Gipps and Murphy (1994)
debate what is meant by equity in education. In this debate, the whole is worth more than
the sum of the parts thereof: equity means more than equality of input, equality of
outcomes, or the two combined. It is a complex issue that includes factors like equality
of access to the curriculum, equal epistemological access, support structures and
standards. As Gipps and Murphy point out, it also means more than equality, which refers
to the absence of differences (ibid).
In such a debate, the
important questions might be: are group differences real or are they the
result of the measuring system? Does creating equity mean eliminating bias and prejudice?

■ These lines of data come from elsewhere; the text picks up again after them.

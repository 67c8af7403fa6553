//! Analyzer configuration
//!
//! [`AnalyzerConfig`] groups every tunable of the dissector and the correlator.
//! It can be built in code with the `with_*` methods or loaded from TOML:
//!
//! ```rust
//! use sipscope_analyzer::config::AnalyzerConfig;
//!
//! let config = AnalyzerConfig::from_toml_str(r#"
//!     strict_sip_version = false
//!     custom_headers = ["X-Trace-Id"]
//! "#).unwrap();
//! assert!(!config.strict_sip_version);
//! assert!(config.is_custom_header("x-trace-id"));
//! ```

use crate::error::{AnalyzerError, Result};
use serde::{Deserialize, Serialize};
use std::path::Path;

/// Default bound applied to Call-ID when building a transaction key
pub const DEFAULT_MAX_CALL_ID_LEN: usize = 128;

/// Default bound for a CSeq method token
pub const DEFAULT_MAX_CSEQ_METHOD_LEN: usize = 16;

/// Configuration for message dissection and transaction correlation
#[derive(Debug, Clone, PartialEq, Eq, Serialize, Deserialize)]
#[serde(default)]
pub struct AnalyzerConfig {
    /// Require the version token to be exactly `SIP/2.0`.
    /// When disabled any case-insensitive `SIP/` prefix is accepted.
    pub strict_sip_version: bool,

    /// Keep the real source port in the retransmission key.
    /// When disabled all source ports fold into one canonical value so
    /// retransmissions sent from a different port still match.
    pub retrans_same_source_port: bool,

    /// On TCP, ask for more data until the header block is complete
    pub desegment_headers: bool,

    /// On TCP, ask for more data until the Content-Length body is complete
    pub desegment_body: bool,

    /// Extra header names treated as known opaque headers
    pub custom_headers: Vec<String>,

    /// Maximum Call-ID length used in the transaction key
    pub max_call_id_len: usize,

    /// Maximum CSeq method length
    pub max_cseq_method_len: usize,
}

impl Default for AnalyzerConfig {
    fn default() -> Self {
        Self {
            strict_sip_version: true,
            retrans_same_source_port: true,
            desegment_headers: true,
            desegment_body: true,
            custom_headers: Vec::new(),
            max_call_id_len: DEFAULT_MAX_CALL_ID_LEN,
            max_cseq_method_len: DEFAULT_MAX_CSEQ_METHOD_LEN,
        }
    }
}

impl AnalyzerConfig {
    /// Create a configuration with default values
    pub fn new() -> Self {
        Self::default()
    }

    /// Parse a configuration from TOML text and validate it
    pub fn from_toml_str(text: &str) -> Result<Self> {
        let config: AnalyzerConfig = toml::from_str(text)?;
        config.validate()?;
        Ok(config)
    }

    /// Load a configuration from a TOML file
    pub fn from_file(path: impl AsRef<Path>) -> Result<Self> {
        let text = std::fs::read_to_string(path)?;
        Self::from_toml_str(&text)
    }

    pub fn with_strict_sip_version(mut self, strict: bool) -> Self {
        self.strict_sip_version = strict;
        self
    }

    pub fn with_retrans_same_source_port(mut self, same_port: bool) -> Self {
        self.retrans_same_source_port = same_port;
        self
    }

    pub fn with_desegmentation(mut self, headers: bool, body: bool) -> Self {
        self.desegment_headers = headers;
        self.desegment_body = body;
        self
    }

    /// Register an additional custom header name
    pub fn with_custom_header(mut self, name: impl Into<String>) -> Self {
        self.custom_headers.push(name.into());
        self
    }

    /// Check value ranges
    pub fn validate(&self) -> Result<()> {
        if self.max_call_id_len == 0 {
            return Err(AnalyzerError::config("max_call_id_len must be greater than zero"));
        }
        if self.max_cseq_method_len == 0 {
            return Err(AnalyzerError::config(
                "max_cseq_method_len must be greater than zero",
            ));
        }
        if let Some(empty) = self.custom_headers.iter().find(|h| h.trim().is_empty()) {
            return Err(AnalyzerError::config(format!(
                "custom header name must not be blank: {:?}",
                empty
            )));
        }
        Ok(())
    }

    /// Whether `name` (already lowercased) matches a configured custom header
    pub fn is_custom_header(&self, name: &str) -> bool {
        self.custom_headers
            .iter()
            .any(|h| h.eq_ignore_ascii_case(name))
    }
}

In terms of the challenge for equity in assessment, Gipps says baldly that there is
not such thing as a fair test, nor could there be: the situation is too complex and the
notion too simplistic (1995: 279). Gipps and others (see also Murphy, 1990 and
Goldstein, 1993) addressed the fallacy that multiple choice tests and psychometrics and
technology will eliminate bias. The traditional psychometric approach to testing
operates on the assumption that technical solutions can be found to solve questions of
equity with the emphasis on using elaborate techniques to eliminate test biased
items (1995: 273 - 274, 1994: 149). Perhaps the greatest limitation of this approach
is that it does not question what counts as achievement (ibid). In addition, viewing bias
as a circumstance where a test is unfair to one particular group or another belies the
complexity of the underlying situation. Differential performance on a test is more likely
to be the result of environmental factors like differing access to learning (ibid). The
notion of a standard test as a way of offering impartial assessment remains a powerful
one; however, if equality of opportunity does not precede the test, then the
fairness of the approach is called into question (Gipps and Murphy 1994: 15).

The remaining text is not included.